Severe Tropical Cyclone Jenna continues active start to Australian cyclone season
Severe Tropical Cyclone Jenna is gaining strength to the northwest of Australia, continuing an unusually active start to the 2025-26 cyclone season for the Australian region.
Jenna became a tropical cyclone as it passed to the east of the Cocos (Keeling) Islands on Monday, January 5. This was the first tropical cyclone to form anywhere in the world in 2026, and the sixth named system inside Australia’s area of responsibility so far this season.
As of 2pm AWST on Tuesday, January 6, Jenna was a category three severe tropical cyclone located around 455 km to the south southwest of the Cocos (Keeling) Islands. The system is expected to intensify further on Tuesday night into Wednesday morning as it moves towards the west southwest.
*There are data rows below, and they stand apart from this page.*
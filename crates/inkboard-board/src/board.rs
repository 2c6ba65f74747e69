//! Board state machine
//!
//! One action mode at a time (idle, drawing, erasing, writing text) layered
//! over the element collection and its history. Transitions report which
//! kind of mutation, if any, should go out to peers.

use inkboard_core::{Element, MutationKind, Point, Shape, Stroke, TextBox};
use std::collections::HashMap;
use tracing::debug;

use crate::hit_test;
use crate::history::{History, HistoryPolicy};

/// Drawing tools
#[derive(Debug, Clone, Copy, Default, PartialEq, Eq, Hash)]
pub enum Tool {
    /// Freehand stroke
    #[default]
    Brush,
    /// Straight line
    Line,
    /// Rectangle
    Rectangle,
    /// Ellipse
    Circle,
    /// Line with a head
    Arrow,
    /// Removes elements under the pointer
    Eraser,
    /// Text label
    Text,
}

/// Per-tool styling
#[derive(Debug, Clone, PartialEq)]
pub struct ToolStyle {
    /// Stroke (or text) color
    pub stroke: String,
    /// Fill color for closed shapes
    pub fill: Option<String>,
    /// Stroke width, or font size for text
    pub size: f64,
}

impl ToolStyle {
    fn for_tool(tool: Tool) -> Self {
        Self {
            stroke: "#000000".to_string(),
            fill: None,
            size: if tool == Tool::Text { 16.0 } else { 1.0 },
        }
    }
}

/// Current action mode
#[derive(Debug, Clone, Copy, Default, PartialEq, Eq)]
pub enum Mode {
    /// Nothing in progress
    #[default]
    Idle,
    /// A shape or stroke is following the pointer
    Drawing,
    /// The eraser is down
    Erasing,
    /// A text label is waiting for its content
    WritingText,
}

/// Local board: tool, mode, elements and history
#[derive(Debug, Clone)]
pub struct BoardState {
    tool: Tool,
    styles: HashMap<Tool, ToolStyle>,
    mode: Mode,
    elements: Vec<Element>,
    history: History,
}

impl BoardState {
    /// Empty board with the given history policy
    #[must_use]
    pub fn new(policy: HistoryPolicy) -> Self {
        Self {
            tool: Tool::default(),
            styles: HashMap::new(),
            mode: Mode::Idle,
            elements: Vec::new(),
            history: History::new(policy),
        }
    }

    /// Rendered elements
    #[must_use]
    pub fn elements(&self) -> &[Element] {
        &self.elements
    }

    /// Current mode
    #[must_use]
    pub fn mode(&self) -> Mode {
        self.mode
    }

    /// Selected tool
    #[must_use]
    pub fn tool(&self) -> Tool {
        self.tool
    }

    /// Undo/redo history
    #[must_use]
    pub fn history(&self) -> &History {
        &self.history
    }

    /// Style a tool will draw with
    #[must_use]
    pub fn style(&self, tool: Tool) -> ToolStyle {
        self.styles
            .get(&tool)
            .cloned()
            .unwrap_or_else(|| ToolStyle::for_tool(tool))
    }

    /// Select the tool used by the next pointer-down
    pub fn select_tool(&mut self, tool: Tool) {
        self.tool = tool;
    }

    /// Set a tool's style
    pub fn set_style(&mut self, tool: Tool, style: ToolStyle) {
        self.styles.insert(tool, style);
    }

    fn new_element(&self, at: Point) -> Option<Element> {
        let style = self.style(self.tool);
        let shape = || Shape {
            start: at,
            end: at,
            stroke: style.stroke.clone(),
            fill: style.fill.clone(),
            size: style.size,
        };
        let element = match self.tool {
            Tool::Line => Element::Line(shape()),
            Tool::Rectangle => Element::Rectangle(shape()),
            Tool::Circle => Element::Circle(shape()),
            Tool::Arrow => Element::Arrow(shape()),
            Tool::Brush => Element::Brush(Stroke {
                points: vec![at],
                stroke: style.stroke.clone(),
            }),
            Tool::Text => Element::Text(TextBox {
                anchor: at,
                text: String::new(),
                stroke: style.stroke.clone(),
                font_size: style.size,
            }),
            Tool::Eraser => return None,
        };
        Some(element)
    }

    /// Pointer pressed. Returns whether the board changed.
    pub fn pointer_down(&mut self, at: Point) -> bool {
        if self.mode != Mode::Idle {
            return false;
        }

        self.mode = match self.tool {
            Tool::Eraser => Mode::Erasing,
            Tool::Text => Mode::WritingText,
            _ => Mode::Drawing,
        };
        if let Some(element) = self.new_element(at) {
            self.elements.push(element);
        }
        true
    }

    /// Pointer moved. Returns the kind of live update to send, if any.
    pub fn pointer_move(&mut self, at: Point) -> Option<MutationKind> {
        match self.mode {
            Mode::Drawing => {
                match self.elements.last_mut()? {
                    Element::Line(shape)
                    | Element::Rectangle(shape)
                    | Element::Circle(shape)
                    | Element::Arrow(shape) => shape.end = at,
                    Element::Brush(stroke) => stroke.points.push(at),
                    Element::Text(_) => return None,
                }
                Some(MutationKind::Draw)
            }
            Mode::Erasing => {
                let before = self.elements.len();
                self.elements
                    .retain(|element| !hit_test::is_near(element, at));
                (self.elements.len() != before).then_some(MutationKind::Erase)
            }
            Mode::Idle | Mode::WritingText => None,
        }
    }

    /// Pointer released. Commits and returns the kind of the committed edit.
    pub fn pointer_up(&mut self) -> Option<MutationKind> {
        let kind = match self.mode {
            Mode::Drawing => MutationKind::Draw,
            Mode::Erasing => MutationKind::Erase,
            Mode::Idle | Mode::WritingText => return None,
        };
        self.commit();
        Some(kind)
    }

    /// Text input lost focus. Returns whether a label was committed.
    pub fn finish_text(&mut self, text: &str) -> bool {
        if self.mode != Mode::WritingText {
            return false;
        }
        if let Some(Element::Text(label)) = self.elements.last_mut() {
            label.text = text.to_string();
        }
        self.commit();
        true
    }

    fn commit(&mut self) {
        self.history.push(self.elements.clone());
        self.mode = Mode::Idle;
        debug!(index = self.history.index(), elements = self.elements.len(), "Committed");
    }

    /// Step back in history. Ignored while an action is in progress.
    pub fn undo(&mut self) -> bool {
        if self.mode != Mode::Idle {
            return false;
        }
        match self.history.undo() {
            Some(snapshot) => {
                self.elements = snapshot.to_vec();
                true
            }
            None => false,
        }
    }

    /// Step forward in history. Ignored while an action is in progress.
    pub fn redo(&mut self) -> bool {
        if self.mode != Mode::Idle {
            return false;
        }
        match self.history.redo() {
            Some(snapshot) => {
                self.elements = snapshot.to_vec();
                true
            }
            None => false,
        }
    }

    /// Replace the elements with a remote snapshot and record it in history.
    ///
    /// An in-progress shape, stroke or label is discarded; the eraser stays
    /// down.
    pub fn sync(&mut self, elements: Vec<Element>) {
        if matches!(self.mode, Mode::Drawing | Mode::WritingText) {
            debug!(mode = ?self.mode, "Remote snapshot interrupted local edit");
            self.mode = Mode::Idle;
        }
        self.history.push(elements.clone());
        self.elements = elements;
    }

    /// Forget everything: empty elements, fresh history, idle
    pub fn reset(&mut self) {
        self.elements.clear();
        self.history = History::new(self.history.policy());
        self.mode = Mode::Idle;
    }
}

impl Default for BoardState {
    fn default() -> Self {
        Self::new(HistoryPolicy::default())
    }
}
Computer models suggest it will then weaken over the Indian Ocean on Wednesday and Thursday while moving towards the west.

Image: Visible satellite images showing Severe Tropical Cyclone Jenna on Tuesday, January 6, 2026. Source: Weatherzone.
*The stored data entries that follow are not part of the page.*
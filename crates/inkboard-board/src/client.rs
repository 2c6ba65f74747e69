//! Board client
//!
//! Binds a [`BoardState`] to one canvas over a [`Transport`]. Local input and
//! inbound server messages go through a single queue and are handled one at
//! a time. Live updates are throttled per mutation kind; commits always go
//! out immediately.

use inkboard_core::{
    CanvasId, ClientMessage, Element, MutationKind, Point, ServerMessage, UnauthorizedReason,
};
use std::collections::VecDeque;
use std::time::{Duration, Instant};
use tracing::{debug, info, warn};

use crate::board::{BoardState, Tool, ToolStyle};
use crate::history::HistoryPolicy;
use crate::throttle::Throttle;

/// Minimum spacing between live updates of one mutation kind
pub const EMIT_INTERVAL: Duration = Duration::from_millis(50);

/// Outbound side of the real-time connection
#[cfg_attr(test, mockall::automock)]
pub trait Transport {
    /// Send one message to the server
    fn send(&mut self, message: ClientMessage);
}

/// Collects messages instead of sending them
impl Transport for Vec<ClientMessage> {
    fn send(&mut self, message: ClientMessage) {
        self.push(message);
    }
}

/// Local user input
#[derive(Debug, Clone, PartialEq)]
pub enum InputEvent {
    /// Pick a tool
    SelectTool(Tool),
    /// Change a tool's style
    SetStyle(Tool, ToolStyle),
    /// Pointer pressed
    PointerDown(Point),
    /// Pointer moved
    PointerMove(Point),
    /// Pointer released
    PointerUp,
    /// Text input lost focus with this content
    TextCommitted(String),
    /// Undo
    Undo,
    /// Redo
    Redo,
}

/// Anything the client reacts to
#[derive(Debug, Clone, PartialEq)]
pub enum BoardEvent {
    /// Local user input
    Input(InputEvent),
    /// Message from the server
    Inbound(ServerMessage),
    /// Timer wake-up for throttled updates
    Tick,
}

/// Client session for one canvas at a time
pub struct BoardClient<T: Transport> {
    transport: T,
    board: BoardState,
    canvas_id: Option<CanvasId>,
    name: Option<String>,
    unauthorized: Option<UnauthorizedReason>,
    last_error: Option<String>,
    queue: VecDeque<BoardEvent>,
    draw_throttle: Throttle<Vec<Element>>,
    erase_throttle: Throttle<Vec<Element>>,
    listening: bool,
}

impl<T: Transport> BoardClient<T> {
    /// Create a client with the default history policy
    pub fn new(transport: T) -> Self {
        Self::with_policy(transport, HistoryPolicy::default())
    }

    /// Create a client with an explicit history policy
    pub fn with_policy(transport: T, policy: HistoryPolicy) -> Self {
        Self {
            transport,
            board: BoardState::new(policy),
            canvas_id: None,
            name: None,
            unauthorized: None,
            last_error: None,
            queue: VecDeque::new(),
            draw_throttle: Throttle::new(EMIT_INTERVAL),
            erase_throttle: Throttle::new(EMIT_INTERVAL),
            listening: true,
        }
    }

    /// Local board
    pub fn board(&self) -> &BoardState {
        &self.board
    }

    /// Canvas currently joined
    pub fn canvas_id(&self) -> Option<CanvasId> {
        self.canvas_id
    }

    /// Latest name announced for the canvas
    pub fn name(&self) -> Option<&str> {
        self.name.as_deref()
    }

    /// Why the server refused the join, if it did
    pub fn unauthorized_reason(&self) -> Option<UnauthorizedReason> {
        self.unauthorized
    }

    /// Whether drawing is currently allowed
    pub fn is_authorized(&self) -> bool {
        self.unauthorized.is_none()
    }

    /// Last error reported by the server
    pub fn last_error(&self) -> Option<&str> {
        self.last_error.as_deref()
    }

    /// Whether inbound messages are still processed
    pub fn is_listening(&self) -> bool {
        self.listening
    }

    /// Transport, for callers that own the other end
    pub fn transport(&self) -> &T {
        &self.transport
    }

    /// Mutable transport
    pub fn transport_mut(&mut self) -> &mut T {
        &mut self.transport
    }

    /// Join a canvas, leaving the previous one first
    pub fn open(&mut self, canvas_id: CanvasId) {
        if self.canvas_id == Some(canvas_id) {
            return;
        }
        self.leave_current();
        self.board.reset();
        self.name = None;
        self.unauthorized = None;
        self.listening = true;
        self.canvas_id = Some(canvas_id);
        self.transport.send(ClientMessage::Join { canvas_id });
        info!(canvas_id = %canvas_id, "Joining canvas");
    }

    /// Leave the joined canvas and stop processing anything further
    pub fn teardown(&mut self) {
        self.leave_current();
        self.listening = false;
        self.queue.clear();
        debug!("Board client torn down");
    }

    fn leave_current(&mut self) {
        self.draw_throttle.cancel();
        self.erase_throttle.cancel();
        if let Some(canvas_id) = self.canvas_id.take() {
            self.transport.send(ClientMessage::Leave { canvas_id });
            info!(canvas_id = %canvas_id, "Left canvas");
        }
    }

    /// Queue an event without handling it yet
    pub fn enqueue(&mut self, event: BoardEvent) {
        if self.listening {
            self.queue.push_back(event);
        }
    }

    /// Queue an event and handle everything queued, in order
    pub fn process(&mut self, now: Instant, event: BoardEvent) {
        self.enqueue(event);
        self.drain(now);
    }

    /// Handle everything queued, in order
    pub fn drain(&mut self, now: Instant) {
        while let Some(event) = self.queue.pop_front() {
            if !self.listening {
                break;
            }
            match event {
                BoardEvent::Input(input) => self.on_input(now, input),
                BoardEvent::Inbound(message) => self.on_inbound(message),
                BoardEvent::Tick => self.on_tick(now),
            }
        }
    }

    /// When a throttled update next needs a [`BoardEvent::Tick`]
    pub fn next_deadline(&self) -> Option<Instant> {
        match (
            self.draw_throttle.next_deadline(),
            self.erase_throttle.next_deadline(),
        ) {
            (Some(a), Some(b)) => Some(a.min(b)),
            (a, b) => a.or(b),
        }
    }

    fn on_input(&mut self, now: Instant, input: InputEvent) {
        match input {
            InputEvent::SelectTool(tool) => self.board.select_tool(tool),
            InputEvent::SetStyle(tool, style) => self.board.set_style(tool, style),
            _ if !self.is_authorized() => {
                debug!(input = ?input, "Input ignored, not authorized");
            }
            InputEvent::PointerDown(at) => {
                self.board.pointer_down(at);
            }
            InputEvent::PointerMove(at) => {
                if let Some(kind) = self.board.pointer_move(at) {
                    let elements = self.board.elements().to_vec();
                    if let Some(elements) = self.throttle(kind).offer(now, elements) {
                        self.emit(elements, kind);
                    }
                }
            }
            InputEvent::PointerUp => {
                if let Some(kind) = self.board.pointer_up() {
                    self.emit_now(kind);
                }
            }
            InputEvent::TextCommitted(text) => {
                if self.board.finish_text(&text) {
                    self.emit_now(MutationKind::Draw);
                }
            }
            InputEvent::Undo => {
                if self.board.undo() {
                    self.emit_now(MutationKind::Draw);
                }
            }
            InputEvent::Redo => {
                if self.board.redo() {
                    self.emit_now(MutationKind::Draw);
                }
            }
        }
    }

    fn on_inbound(&mut self, message: ServerMessage) {
        match message {
            ServerMessage::Snapshot {
                canvas_id,
                elements,
            }
            | ServerMessage::PeerMutate {
                canvas_id,
                elements,
                ..
            } => {
                if self.is_current(canvas_id) {
                    // Parked live updates predate the remote state
                    self.draw_throttle.cancel();
                    self.erase_throttle.cancel();
                    self.board.sync(elements);
                }
            }
            ServerMessage::NameChanged { canvas_id, name } => {
                if self.is_current(canvas_id) {
                    self.name = Some(name);
                }
            }
            ServerMessage::Unauthorized { canvas_id, reason } => {
                if self.is_current(canvas_id) {
                    warn!(canvas_id = %canvas_id, reason = %reason, "Canvas access refused");
                    self.unauthorized = Some(reason);
                    self.draw_throttle.cancel();
                    self.erase_throttle.cancel();
                }
            }
            ServerMessage::CanvasDeleted { canvas_id } => {
                if self.is_current(canvas_id) {
                    info!(canvas_id = %canvas_id, "Canvas deleted");
                    self.canvas_id = None;
                    self.draw_throttle.cancel();
                    self.erase_throttle.cancel();
                    self.board.reset();
                }
            }
            ServerMessage::Error { code, message } => {
                warn!(code = %code, message = %message, "Server error");
                self.last_error = Some(code);
            }
            ServerMessage::Pong => {}
        }
    }

    fn on_tick(&mut self, now: Instant) {
        if let Some(elements) = self.draw_throttle.poll(now) {
            self.emit(elements, MutationKind::Draw);
        }
        if let Some(elements) = self.erase_throttle.poll(now) {
            self.emit(elements, MutationKind::Erase);
        }
    }

    fn is_current(&self, canvas_id: CanvasId) -> bool {
        let current = self.canvas_id == Some(canvas_id);
        if !current {
            debug!(canvas_id = %canvas_id, "Message for another canvas ignored");
        }
        current
    }

    fn throttle(&mut self, kind: MutationKind) -> &mut Throttle<Vec<Element>> {
        match kind {
            MutationKind::Draw => &mut self.draw_throttle,
            MutationKind::Erase => &mut self.erase_throttle,
        }
    }

    fn emit_now(&mut self, kind: MutationKind) {
        self.throttle(kind).cancel();
        let elements = self.board.elements().to_vec();
        self.emit(elements, kind);
    }

    fn emit(&mut self, elements: Vec<Element>, kind: MutationKind) {
        if let Some(canvas_id) = self.canvas_id {
            self.transport.send(ClientMessage::Mutate {
                canvas_id,
                elements,
                kind,
            });
        }
    }
}

#[cfg(test)]
mod tests;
Active start to the season
It is unusual to see this many tropical cyclones in the Australian region so early in the season.
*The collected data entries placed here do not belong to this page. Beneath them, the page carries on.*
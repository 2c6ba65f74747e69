//! Undo/redo history
//!
//! An ordered list of element-collection snapshots and a pointer to the one
//! currently rendered. Undo and redo only move the pointer; pushing appends.

use inkboard_core::Element;

/// What happens to snapshots past the pointer when a new one is pushed
#[derive(Debug, Clone, Copy, Default, PartialEq, Eq)]
pub enum HistoryPolicy {
    /// Keep them; the history only ever grows
    #[default]
    AppendOnly,
    /// Discard them before pushing
    TruncateRedo,
}

/// Snapshot history with a movable pointer
#[derive(Debug, Clone)]
pub struct History {
    snapshots: Vec<Vec<Element>>,
    index: usize,
    policy: HistoryPolicy,
}

impl History {
    /// Start with a single empty snapshot at pointer 0
    #[must_use]
    pub fn new(policy: HistoryPolicy) -> Self {
        Self {
            snapshots: vec![Vec::new()],
            index: 0,
            policy,
        }
    }

    /// Snapshot at the pointer
    #[must_use]
    pub fn current(&self) -> &[Element] {
        &self.snapshots[self.index]
    }

    /// Position of the pointer
    #[must_use]
    pub fn index(&self) -> usize {
        self.index
    }

    /// Number of snapshots
    #[must_use]
    pub fn len(&self) -> usize {
        self.snapshots.len()
    }

    /// Always false; the initial empty snapshot is never removed
    #[must_use]
    pub fn is_empty(&self) -> bool {
        self.snapshots.is_empty()
    }

    /// Active policy
    #[must_use]
    pub fn policy(&self) -> HistoryPolicy {
        self.policy
    }

    /// Whether `undo` would move the pointer
    #[must_use]
    pub fn can_undo(&self) -> bool {
        self.index > 0
    }

    /// Whether `redo` would move the pointer
    #[must_use]
    pub fn can_redo(&self) -> bool {
        self.index + 1 < self.snapshots.len()
    }

    /// Push a snapshot and move the pointer onto it
    pub fn push(&mut self, snapshot: Vec<Element>) {
        if self.policy == HistoryPolicy::TruncateRedo {
            self.snapshots.truncate(self.index + 1);
        }
        self.snapshots.push(snapshot);
        self.index = self.snapshots.len() - 1;
    }

    /// Step back one snapshot; `None` at the start
    pub fn undo(&mut self) -> Option<&[Element]> {
        if !self.can_undo() {
            return None;
        }
        self.index -= 1;
        Some(self.current())
    }

    /// Step forward one snapshot; `None` at the end
    pub fn redo(&mut self) -> Option<&[Element]> {
        if !self.can_redo() {
            return None;
        }
        self.index += 1;
        Some(self.current())
    }
}

impl Default for History {
    fn default() -> Self {
        Self::new(HistoryPolicy::default())
    }
}

#[cfg(test)]
mod tests {
    use super::*;
    use inkboard_core::{Point, Stroke};

    fn snapshot(n: usize) -> Vec<Element> {
        (0..n)
            .map(|i| {
                Element::Brush(Stroke {
                    points: vec![Point::new(i as f64, i as f64)],
                    stroke: "#000000".to_string(),
                })
            })
            .collect()
    }

    #[test]
    fn test_undo_redo_walks_every_commit() {
        let mut history = History::default();
        let n = 5;
        for i in 1..=n {
            history.push(snapshot(i));
        }

        for i in (0..n).rev() {
            assert_eq!(history.undo(), Some(snapshot(i).as_slice()));
        }
        assert!(history.current().is_empty());
        assert_eq!(history.undo(), None);
        assert_eq!(history.index(), 0);

        for i in 1..=n {
            assert_eq!(history.redo(), Some(snapshot(i).as_slice()));
        }
        assert_eq!(history.redo(), None);
        assert_eq!(history.current(), snapshot(n).as_slice());
    }

    #[test]
    fn test_append_only_keeps_redo_branch() {
        let mut history = History::new(HistoryPolicy::AppendOnly);
        history.push(snapshot(1));
        history.push(snapshot(2));
        history.undo();
        history.undo();

        history.push(snapshot(3));
        assert_eq!(history.len(), 4);
        assert_eq!(history.index(), 3);
        assert_eq!(history.current(), snapshot(3).as_slice());
        assert!(!history.can_redo());

        // Abandoned snapshots stay reachable by undo
        assert_eq!(history.undo(), Some(snapshot(2).as_slice()));
    }

    #[test]
    fn test_truncate_redo_discards_branch() {
        let mut history = History::new(HistoryPolicy::TruncateRedo);
        history.push(snapshot(1));
        history.push(snapshot(2));
        history.undo();

        history.push(snapshot(3));
        assert_eq!(history.len(), 3);
        assert_eq!(history.index(), 2);
        assert_eq!(history.undo(), Some(snapshot(1).as_slice()));
    }

    #[test]
    fn test_pointer_stays_in_bounds() {
        let mut history = History::default();
        assert!(!history.can_undo());
        assert!(!history.can_redo());
        assert_eq!(history.redo(), None);
        assert_eq!(history.undo(), None);
        assert_eq!(history.len(), 1);
        assert!(!history.is_empty());
    }
}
Australia’s official tropical cyclone season runs from the start of November to the end of April. On average, there are around 8 to 10 tropical cyclones in the Australian region during this six-month period.
This season has already produced six named tropical cyclones as of January 6:
Impressively, all six of these systems have formed over, or moved into, Australia’s western region as either a tropical cyclone or tropical low. This is the first time since the 1973-74 season so many tropical cyclones have been located over Australia’s western region this early in the season.
Coral Sea tropical cyclone potential
While there have been no tropical cyclones off Australia's east coast so far this season, a developing tropical low over the Coral Sea could gain strength as it approaches northern Qld later this week.
The Bureau of Meteorology currently gives this system a moderate change of becoming a tropical cyclone from Friday into the weekend. This system is expected to bring heavy rain to parts of northern and central Qld later this week, regardless of whether it becomes a tropical cyclone or remains below cyclone strength.